Cette étude solidement documentée accorde une large place à l'écrivain de langue yiddish
Isaac Bashevis Singer ainsi qu'à son frère aîné Joshua. Ces derniers sont nés à Leoncin en Pologne, l'un en 1904, l'autre en 1893. Tous deux émigrent aux USA dans les années 30 alors que s'amoncelent sur l'Europe les nuages noirs du National-socialisme. Ils ne sont donc pas des témoins directs de la Shoah mais des victimes collatérales. Témoins d'un judaïsme polonais yiddishophone presque totalement disparu, les frères Singer n'ont eu de cesse de faire revivre à travers leurs écrits ce monde balayé par la folie meurtrière du 3ème Reich. Pour ce, un outil incontournable et efficace : la langue yiddish, presque unique dépositaire de la tradition ashkénaze. Cette langue en grand danger d'extinction, c'est à ses derniers conteurs qu'il appartient de la maintenir en vie car elle seule peut réanimer le petit monde de la Varsovie juive et du Shtetl. le yiddish, langue vernaculaire des Ostjuden, langue témoin, langue mémoire mais aussi langue méprisée des Gentils.

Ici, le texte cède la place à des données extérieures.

impl NodeMapperParser {
    fn cache_element(
        &self,
        configuration: &mut Configuration,
        namespace: &str,
        element: &Node,
    ) -> SqlMapResult<()> {
        let type_name = element.attribute("type").unwrap_or(DEFAULT_CACHE_TYPE);
        let ty = configuration.alias_registry().resolve_alias(type_name)?;
        let cache = ty.instantiate_cache(namespace)?;
        configuration.add_cache(Arc::from(cache))
    }

    fn statement_element(
        &self,
        configuration: &mut Configuration,
        namespace: &str,
        resource: &str,
        element: &Node,
        fragments: &SqlFragments,
    ) -> SqlMapResult<()> {
        if !database_id_matches(configuration, element) {
            debug!(
                element = %element.name,
                id = ?element.attribute("id"),
                "Skipping statement for another database"
            );
            return Ok(());
        }
        match self.build_statement(configuration, namespace, resource, element, fragments)? {
            Some(statement) => configuration.add_mapped_statement(statement),
            None => Ok(()),
        }
    }

    /// Build the statement, or park it as pending when an include is unresolved.
    fn build_statement(
        &self,
        configuration: &mut Configuration,
        namespace: &str,
        resource: &str,
        element: &Node,
        fragments: &SqlFragments,
    ) -> SqlMapResult<Option<MappedStatement>> {
        let id = qualify(namespace, element.required_attribute("id")?);
        ErrorContext::set_object(id.clone());
        let command_type = SqlCommandType::from_element(&element.name)
            .ok_or_else(|| SqlMapError::missing_element(&id, "select|insert|update|delete"))?;

        let lang = match element.attribute("lang") {
            Some(name) => {
                let ty = configuration.alias_registry().resolve_alias(name)?;
                if !ty.is_assignable_to(TypeKind::LanguageDriver) {
                    return Err(SqlMapError::type_mismatch(
                        ty.name(),
                        TypeKind::LanguageDriver.describe(),
                    ));
                }
                ty.name().to_string()
            }
            None => configuration
                .settings()
                .default_scripting_language
                .clone()
                .unwrap_or_else(|| XmlLanguageDriver::TYPE_NAME.to_string()),
        };
        language::check_raw(&id, &lang, !element.children.is_empty())?;

        let sql = match assemble_sql(namespace, element, fragments, 0)? {
            AssembledSql::Complete(sql) => sql,
            AssembledSql::Missing(missing) => {
                debug!(statement = %id, fragment = %missing, "Statement waits for a fragment");
                configuration.add_incomplete_statement(PendingStatement {
                    namespace: namespace.to_string(),
                    resource: resource.to_string(),
                    element: element.clone(),
                    missing,
                });
                return Ok(None);
            }
        };
        let sql = if configuration.settings().shrink_whitespaces_in_sql {
            language::shrink_whitespace(&sql)
        } else {
            sql.trim().to_string()
        };

        Ok(Some(MappedStatement {
            id,
            command_type,
            sql,
            resource: resource.to_string(),
            database_id: element.attribute("databaseId").map(str::to_string),
            lang,
        }))
    }

    /// Retry every pending statement; the ones still missing a fragment stay pending.
    fn retry_pending(
        &self,
        configuration: &mut Configuration,
        fragments: &SqlFragments,
    ) -> SqlMapResult<()> {
        for pending in configuration.take_incomplete_statements() {
            if !fragments.contains(&pending.missing) {
                configuration.add_incomplete_statement(pending);
                continue;
            }
            self.statement_element(
                configuration,
                &pending.namespace,
                &pending.resource,
                &pending.element,
                fragments,
            )?;
        }
        Ok(())
    }
}

fn database_id_matches(configuration: &Configuration, element: &Node) -> bool {
    match element.attribute("databaseId") {
        Some(required) => configuration.database_id() == Some(required),
        None => true,
    }
}

/// `refid` as written, or prefixed with the current namespace when unqualified.
fn qualify(namespace: &str, id: &str) -> String {
    if id.contains('.') {
        id.to_string()
    } else {
        format!("{}.{}", namespace, id)
    }
}

fn assemble_sql(
    namespace: &str,
    element: &Node,
    fragments: &SqlFragments,
    depth: usize,
) -> SqlMapResult<AssembledSql> {
    let mut parts = Vec::new();
    if let Some(text) = &element.text {
        parts.push(text.trim().to_string());
    }
    for child in &element.children {
        match child.name.as_str() {
            "text" => parts.push(child.text.as_deref().unwrap_or_default().trim().to_string()),
            "include" => {
                let id = qualify(namespace, child.required_attribute("refid")?);
                let Some(fragment) = fragments.get(&id) else {
                    return Ok(AssembledSql::Missing(id));
                };
                if depth >= MAX_INCLUDE_DEPTH {
                    return Err(SqlMapError::component(
                        "include",
                        format!("Fragment '{}' is nested too deeply or includes itself", id),
                    ));
                }
                let fragment_namespace = id.rsplit_once('.').map_or(namespace, |(ns, _)| ns);
                match assemble_sql(fragment_namespace, &fragment, fragments, depth + 1)? {
                    AssembledSql::Complete(sql) => parts.push(sql),
                    missing => return Ok(missing),
                }
            }
            other => {
                return Err(SqlMapError::component(
                    "mapper",
                    format!("Unsupported element '{}' in '{}'", other, element.name),
                ));
            }
        }
    }
    parts.retain(|p| !p.is_empty());
    Ok(AssembledSql::Complete(parts.join(" ")))
}
//! Error types for configuration resolution and session management.
//!
//! All failures are expressed through [`SqlMapError`]. Resolution and session-open
//! failures reach callers wrapped exactly once in [`SqlMapError::Resolution`] or
//! [`SqlMapError::SessionOpen`], with the originating error kept as the source.

use thiserror::Error;

#[derive(Error, Debug)]
pub enum SqlMapError {
    #[error("The alias '{alias}' is already mapped to the value '{existing}' (requested '{requested}')")]
    AliasConflict {
        alias: String,
        existing: String,
        requested: String,
    },

    #[error("Could not resolve type alias '{name}'")]
    UnresolvedType { name: String },

    #[error("Type '{type_name}' cannot be used as {expected}")]
    TypeMismatch { type_name: String, expected: String },

    #[error("The setting {key} is not known. Make sure you spelled it correctly (case sensitive).")]
    UnknownSetting { key: String },

    #[error("Invalid value '{value}' for setting {key}: {reason}")]
    InvalidSetting {
        key: String,
        value: String,
        reason: String,
    },

    #[error(
        "The properties element cannot specify both a URL and a resource based property file reference. Please specify one or the other."
    )]
    AmbiguousPropertySource,

    #[error("A mapper element may only specify a url, resource or class, but not more than one.")]
    AmbiguousMapperSource,

    #[error("No environment specified.")]
    NoEnvironmentSelected,

    #[error("Environment requires an id attribute.")]
    EnvironmentIdMissing,

    #[error("{parent} declaration requires a {element} element")]
    MissingElement { parent: String, element: String },

    #[error("Element '{element}' requires a '{attribute}' attribute")]
    MissingAttribute { element: String, attribute: String },

    #[error("{what} '{key}' is already registered")]
    AlreadyRegistered { what: String, key: String },

    #[error("Cache instances require an ID.")]
    CacheMisconfigured,

    #[error("Each configuration builder can only be used once.")]
    AlreadyResolved,

    #[error("Could not load resource '{resource}': {message}")]
    Resource { resource: String, message: String },

    #[error("Connection failed: {message}")]
    Connection { message: String, suggestion: String },

    #[error("Database error: {message}")]
    Database {
        message: String,
        /// e.g., "42P01" for undefined table
        sql_state: Option<String>,
        suggestion: String,
    },

    #[error("Transaction error: {message}")]
    Transaction { message: String },

    #[error("{component} failed: {message}")]
    Component { component: String, message: String },

    #[error("Error building configuration{context}. Cause: {source}")]
    Resolution {
        context: String,
        #[source]
        source: Box<SqlMapError>,
    },

    #[error("Error opening session{context}. Cause: {source}")]
    SessionOpen {
        context: String,
        #[source]
        source: Box<SqlMapError>,
    },
}

impl SqlMapError {
    /// Create an alias conflict error.
    pub fn alias_conflict(
        alias: impl Into<String>,
        existing: impl Into<String>,
        requested: impl Into<String>,
    ) -> Self {
        Self::AliasConflict {
            alias: alias.into(),
            existing: existing.into(),
            requested: requested.into(),
        }
    }

    /// Create an unresolved type error.
    pub fn unresolved_type(name: impl Into<String>) -> Self {
        Self::UnresolvedType { name: name.into() }
    }

    /// Create a type mismatch error.
    pub fn type_mismatch(type_name: impl Into<String>, expected: impl Into<String>) -> Self {
        Self::TypeMismatch {
            type_name: type_name.into(),
            expected: expected.into(),
        }
    }

    /// Create an unknown setting error.
    pub fn unknown_setting(key: impl Into<String>) -> Self {
        Self::UnknownSetting { key: key.into() }
    }

    /// Create an invalid setting value error.
    pub fn invalid_setting(
        key: impl Into<String>,
        value: impl Into<String>,
        reason: impl Into<String>,
    ) -> Self {
        Self::InvalidSetting {
            key: key.into(),
            value: value.into(),
            reason: reason.into(),
        }
    }

    /// Create a missing element error.
    pub fn missing_element(parent: impl Into<String>, element: impl Into<String>) -> Self {
        Self::MissingElement {
            parent: parent.into(),
            element: element.into(),
        }
    }

    /// Create a missing attribute error.
    pub fn missing_attribute(element: impl Into<String>, attribute: impl Into<String>) -> Self {
        Self::MissingAttribute {
            element: element.into(),
            attribute: attribute.into(),
        }
    }

    /// Create a duplicate registration error.
    pub fn already_registered(what: impl Into<String>, key: impl Into<String>) -> Self {
        Self::AlreadyRegistered {
            what: what.into(),
            key: key.into(),
        }
    }

    /// Create a resource loading error.
    pub fn resource(resource: impl Into<String>, message: impl Into<String>) -> Self {
        Self::Resource {
            resource: resource.into(),
            message: message.into(),
        }
    }

    /// Create a connection error with a helpful suggestion.
    pub fn connection(message: impl Into<String>, suggestion: impl Into<String>) -> Self {
        Self::Connection {
            message: message.into(),
            suggestion: suggestion.into(),
        }
    }

    /// Create a database error with optional SQL state.
    pub fn database(
        message: impl Into<String>,
        sql_state: Option<String>,
        suggestion: impl Into<String>,
    ) -> Self {
        Self::Database {
            message: message.into(),
            sql_state,
            suggestion: suggestion.into(),
        }
    }

    /// Create a transaction error.
    pub fn transaction(message: impl Into<String>) -> Self {
        Self::Transaction {
            message: message.into(),
        }
    }

    /// Create an error reported by a plugged-in component.
    pub fn component(component: impl Into<String>, message: impl Into<String>) -> Self {
        Self::Component {
            component: component.into(),
            message: message.into(),
        }
    }

    /// Wrap a failure raised while resolving a configuration tree.
    pub fn resolution(context: impl Into<String>, source: SqlMapError) -> Self {
        Self::Resolution {
            context: context.into(),
            source: Box::new(source),
        }
    }

    /// Wrap a failure raised while assembling a session.
    pub fn session_open(context: impl Into<String>, source: SqlMapError) -> Self {
        Self::SessionOpen {
            context: context.into(),
            source: Box::new(source),
        }
    }

    /// The originating error, looking through boundary wrappers.
    pub fn cause(&self) -> &SqlMapError {
        match self {
            Self::Resolution { source, .. } | Self::SessionOpen { source, .. } => source.cause(),
            other => other,
        }
    }

    /// Get the suggestion for this error, if available.
    pub fn suggestion(&self) -> Option<&str> {
        match self.cause() {
            Self::Connection { suggestion, .. } => Some(suggestion),
            Self::Database { suggestion, .. } => Some(suggestion),
            _ => None,
        }
    }
}

/// Convert sqlx errors to SqlMapError.
impl From<sqlx::Error> for SqlMapError {
    fn from(err: sqlx::Error) -> Self {
        match err {
            sqlx::Error::Configuration(msg) => SqlMapError::connection(
                msg.to_string(),
                "Check the connection url format and credentials",
            ),
            sqlx::Error::Database(db_err) => {
                let code = db_err.code().map(|c| c.to_string());
                SqlMapError::database(
                    db_err.message(),
                    code,
                    "Check the SQL syntax and referenced objects",
                )
            }
            sqlx::Error::PoolTimedOut => SqlMapError::connection(
                "Timed out acquiring a pooled connection",
                "Increase acquireTimeout or maxConnections on the data source",
            ),
            sqlx::Error::PoolClosed => {
                SqlMapError::connection("Connection pool is closed", "Rebuild the data source")
            }
            sqlx::Error::Io(io_err) => SqlMapError::connection(
                format!("I/O error: {}", io_err),
                "Check network connectivity and database server status",
            ),
            sqlx::Error::Tls(tls_err) => SqlMapError::connection(
                format!("TLS error: {}", tls_err),
                "Verify TLS configuration and certificates",
            ),
            sqlx::Error::Protocol(msg) => SqlMapError::connection(
                format!("Protocol error: {}", msg),
                "Check database server compatibility",
            ),
            sqlx::Error::AnyDriverError(err) => SqlMapError::connection(
                format!("Driver error: {}", err),
                "Check that the url scheme names a supported driver",
            ),
            sqlx::Error::WorkerCrashed => {
                SqlMapError::connection("Database worker crashed", "Reopen the connection")
            }
            _ => SqlMapError::database(
                format!("Unknown database error: {}", err),
                None,
                "Inspect the database logs",
            ),
        }
    }
}

/// Result type alias for configuration and session operations.
pub type SqlMapResult<T> = Result<T, SqlMapError>;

Manes Sperber, autre Juif polonais en exil, se voit humilié par un professeur viennois car il prononce Hous au lieu de Haus! H. Lewi accorde en effet une place non négligeable à d'autres écrivains de la génération du déluge: yiddishophones nés en Pologne ou ailleurs, fils d'immigrés du Yiddishland maîtrisant plus ou moins bien ou pas du tout la langue de leurs parents. Opatoshu, Tenenboym, Howe, Anski, Sperber..., autant d'auteurs que j'ai découverts à la lecture de ce livre. Tous sont pétris de contradictions insolubles mais se présentent à travers leurs écrits comme des " grands réparateurs de la mort". Cette mort qui a en partie tué le Hassidisme, courant mystique fondé au XVIIIeme siècle par le
Baal Shem Tov où comptent "l'effusion, l'intensité d'intervention, , l'amour mystique", ce Hassidisme en opposition au judaïsme rabbinique, basé sur l'interprétation rigoureuse des textes. Or, même si la question se posait déjà dans la Pologne juive d'avant le "déluge ", elle se pose aussi après : faut- il perpétrer l'héritage juif qui semble un "choix de soi-même contre l'universel, contre l'attitude assimilée à la Raison ? En clair, faut-il choisir entre le judaïsme et l'universalité ? Faut-il à travers le récit juif continuer le voyage pour atteindre la venue du Messie? Pourtant débarrassé de ses papillotes, pourtant devenu citoyen américain, Singer ne se mélangera jamais vraiment à la population non juive du pays d'accueil dont il ne maîtrisera non plus jamais vraiment la langue... Car, pour terminer avec les mots d'
Henri Lewi, s'assimiler, c'est se faire une raison et "se faire une raison, c'est accepter l'inacceptable." Un livre hermétique mais d'une très grande richesse. J'ajouterais tout de même un bémol : le vocabulaire universitaire pompeux de l'auteur qui explique de manière compliquée ce qu'il pourrait dire simplement ainsi que ses références constantes à la psychanalyse, obsédée par les problématiques sexuelles. Faut-il à tout prix psychanalyser les passeurs du Yiddishland ?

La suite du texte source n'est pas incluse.